House Committee on Finance

Background: Tax increment financing is a method of redistributing increased tax revenues within a geographic area resulting from a public investment to pay for the bonds required to construct the project.

Local Infrastructure Financing Tool. In 2006 the Legislature created a new form of tax increment financing, the Local Infrastructure Financing Tool (LIFT) program, to encourage private investment in community revitalization areas. The LIFT program provides a financing mechanism for local governments to make public infrastructure improvements, such as streets, sidewalks, traffic controls, and parking. Public improvement projects in revenue development areas are financed through a local sales and use tax that is credited against the state sales and use tax and matched with local resources, such as excess receipts from local sales/use and property taxes. The state contribution limit is $7.5 million per year. The new sales and use tax must be used for the purpose of principal and interest payments on bonds issued for a project, but may also be used to pay the public improvement costs on a pay-as-you-go basis for the first five years.

Community Revitalization Financing. In 2001 the Legislature created the Community Revitalization Financing (CRF) program. The CRF program was established to finance community revitalization projects by diverting a portion of the regular property taxes imposed by local governments within a "tax increment area" within counties, cities, towns, port districts, or any combination thereof. Additional property tax revenues generated from increases in assessed value within the increment area are divided: 75 percent is allocated for CRF projects and 25 percent allocated as normal. The state property tax levy is not affected.

Projects financed by property tax increment financing must be expected to encourage private development and increase the fair market value of real property within the tax increment area. CRF revenues may be used for a variety of projects and programs within the tax increment area, including traditional infrastructure improvements; providing environmental analysis, professional management, planning, maintenance, security for common areas, and promotion of retail trade activities within the increment area; and historic preservation.

Summary: Participating local governments, such as cities, counties, and port districts may create “revitalization areas” and may use certain tax revenues which increase within the area to finance local public improvements. The following sources of revenues are used for the payment of bonds which are issued to finance improvements: increased local sales/use tax revenues and property tax revenues generated from within the revitalization area, as well as additional funds from other local public sources; and a local sales/use tax that is credited against the state tax. Funds from local public sources may pay for public improvement costs on a pay-as-you-go basis.
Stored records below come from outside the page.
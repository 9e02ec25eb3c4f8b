//! Session Gate: booking against the accepted-request precondition and
//! session status transitions.

use directory_sdk::Role;
use mentorship_sdk::{
    MentorshipEvent, RequestStatus, Session, SessionStatus, SessionWithCounterpart,
};
use time::format_description::well_known::Rfc3339;
use time::{OffsetDateTime, PrimitiveDateTime};
use tracing::{info, instrument};
use uuid::Uuid;

use super::Service;
use crate::contract::AuthContext;
use crate::domain::error::DomainError;

/// Parse a session date. Accepts RFC 3339 or a bare local datetime
/// (`2025-01-01T10:00` or with seconds), assumed UTC. Past dates are
/// valid; they describe historical sessions.
///
/// # Errors
/// [`DomainError::InvalidDate`] when no format matches.
pub fn parse_session_date(raw: &str) -> Result<OffsetDateTime, DomainError> {
    if let Ok(date) = OffsetDateTime::parse(raw, &Rfc3339) {
        return Ok(date);
    }
    let bare = [
        time::macros::format_description!("[year]-[month]-[day]T[hour]:[minute]:[second]"),
        time::macros::format_description!("[year]-[month]-[day]T[hour]:[minute]"),
    ];
    for format in bare {
        if let Ok(date) = PrimitiveDateTime::parse(raw, format) {
            return Ok(date.assume_utc());
        }
    }
    Err(DomainError::InvalidDate {
        value: raw.to_owned(),
    })
}

impl Service {
    /// Book a session with `mentor_id` for the calling mentee.
    ///
    /// The gate re-checks eligibility at call time only: an `Accepted`
    /// request must exist for the exact pair. A later change to that
    /// request never invalidates the session. The mentor's availability
    /// slots are informational and deliberately not cross-checked here.
    ///
    /// # Errors
    /// `RoleRequired` when the caller is not a mentee, `InvalidDate` when
    /// the date is unparsable, `NotBookingEligible` when no accepted
    /// request exists for the pair.
    #[instrument(skip(self, ctx, date), fields(mentee_id = %ctx.user_id, mentor_id = %mentor_id))]
    pub async fn book_session(
        &self,
        ctx: &AuthContext,
        mentor_id: Uuid,
        date: &str,
    ) -> Result<Session, DomainError> {
        Self::require_role(ctx, Role::Mentee)?;
        let date = parse_session_date(date)?;

        // Best-effort eligibility read immediately before the insert; no
        // cross-entity transaction (accepted requests are not expected to
        // reverse).
        let eligible = self
            .requests
            .find_by_pair(mentor_id, ctx.user_id)
            .await?
            .is_some_and(|r| r.status == RequestStatus::Accepted);
        if !eligible {
            return Err(DomainError::NotBookingEligible {
                mentor_id,
                mentee_id: ctx.user_id,
            });
        }

        let now = OffsetDateTime::now_utc();
        let session = Session {
            id: Uuid::now_v7(),
            mentor_id,
            mentee_id: ctx.user_id,
            date,
            status: SessionStatus::Pending,
            created_at: now,
        };

        self.sessions.insert(&session).await?;

        self.events.publish(&MentorshipEvent::SessionBooked {
            id: session.id,
            mentor_id,
            mentee_id: ctx.user_id,
            date,
            at: now,
        });

        info!(session_id = %session.id, "session booked");
        Ok(session)
    }

    /// Accept or reject a session. Only the session's mentor may do this.
    ///
    /// # Errors
    /// `InvalidDecision` for `Pending`, `SessionNotFound`,
    /// `NotSessionMentor` when the caller is not the matching mentor.
    #[instrument(skip(self, ctx), fields(session_id = %id, mentor_id = %ctx.user_id))]
    pub async fn update_session_status(
        &self,
        ctx: &AuthContext,
        id: Uuid,
        status: SessionStatus,
    ) -> Result<Session, DomainError> {
        if status == SessionStatus::Pending {
            return Err(DomainError::InvalidDecision {
                value: status.to_string(),
            });
        }

        let session = self
            .sessions
            .get(id)
            .await?
            .ok_or(DomainError::SessionNotFound { id })?;

        if session.mentor_id != ctx.user_id {
            return Err(DomainError::NotSessionMentor {
                id,
                caller_id: ctx.user_id,
            });
        }

        let updated = self
            .sessions
            .set_status(id, status)
            .await?
            .ok_or(DomainError::SessionNotFound { id })?;

        self.events.publish(&MentorshipEvent::SessionStatusChanged {
            id,
            status,
            at: OffsetDateTime::now_utc(),
        });

        info!(status = %status, "session status updated");
        Ok(updated)
    }

    /// The calling mentee's sessions with mentor summaries, ordered by
    /// date. The upcoming/past partition against wall-clock is a view
    /// concern left to the caller, not a stored attribute.
    ///
    /// # Errors
    /// `RoleRequired` when the caller is not a mentee.
    #[instrument(skip(self, ctx), fields(mentee_id = %ctx.user_id))]
    pub async fn list_sessions_for_mentee(
        &self,
        ctx: &AuthContext,
    ) -> Result<Vec<SessionWithCounterpart>, DomainError> {
        Self::require_role(ctx, Role::Mentee)?;
        let sessions = self.sessions.list_by_mentee(ctx.user_id).await?;
        self.join_sessions(sessions, |s| s.mentor_id).await
    }

    /// The calling mentor's sessions with mentee summaries, ordered by
    /// date. Pending/Accepted bucketing for review is done by the caller.
    ///
    /// # Errors
    /// `RoleRequired` when the caller is not a mentor.
    #[instrument(skip(self, ctx), fields(mentor_id = %ctx.user_id))]
    pub async fn list_sessions_for_mentor(
        &self,
        ctx: &AuthContext,
    ) -> Result<Vec<SessionWithCounterpart>, DomainError> {
        Self::require_role(ctx, Role::Mentor)?;
        let sessions = self.sessions.list_by_mentor(ctx.user_id).await?;
        self.join_sessions(sessions, |s| s.mentee_id).await
    }

    async fn join_sessions(
        &self,
        sessions: Vec<Session>,
        counterpart_id: impl Fn(&Session) -> Uuid,
    ) -> Result<Vec<SessionWithCounterpart>, DomainError> {
        let summaries = self
            .summaries_for(sessions.iter().map(&counterpart_id))
            .await?;
        Ok(sessions
            .into_iter()
            .map(|session| {
                let counterpart = summaries.get(&counterpart_id(&session)).cloned();
                SessionWithCounterpart {
                    session,
                    counterpart,
                }
            })
            .collect())
    }
}

#[cfg(test)]
mod tests {
    #![allow(clippy::unwrap_used)]

    use super::parse_session_date;
    use crate::domain::error::DomainError;

    #[test]
    fn parses_rfc3339() {
        let date = parse_session_date("2025-01-01T10:00:00Z").unwrap();
        assert_eq!(date.unix_timestamp(), 1_735_725_600);
    }

    #[test]
    fn parses_bare_datetime_as_utc() {
        let with_minutes = parse_session_date("2025-01-01T10:00").unwrap();
        let with_seconds = parse_session_date("2025-01-01T10:00:00").unwrap();
        assert_eq!(with_minutes, with_seconds);
        assert_eq!(with_minutes.offset().whole_seconds(), 0);
    }

    #[test]
    fn rejects_garbage_dates() {
        for raw in ["", "tomorrow", "2025-13-40T99:99", "01/01/2025"] {
            assert!(
                matches!(
                    parse_session_date(raw),
                    Err(DomainError::InvalidDate { .. })
                ),
                "expected InvalidDate for {raw:?}"
            );
        }
    }

    #[test]
    fn past_dates_are_valid() {
        assert!(parse_session_date("1999-12-31T23:59").is_ok());
    }
}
Public improvements or projects which may be financed through this tax increment program include infrastructure projects (streets, roads, bridges, and rail; water and sewer system construction and improvement); sidewalks, streetlights, landscaping, and streetscaping; parking, terminal, and dock facilities; park and ride facilities of a transit authority; park facilities, recreational areas, and environmental remediation; storm water and drainage management systems; electric, gas, fiber, and other utility infrastructures; providing environmental analysis, professional management, planning, and promotion within the revitalization area, including the management and promotion of retail trade activities in the revitalization area; providing maintenance and security for common or public areas in the revitalization area; or historic preservation activities.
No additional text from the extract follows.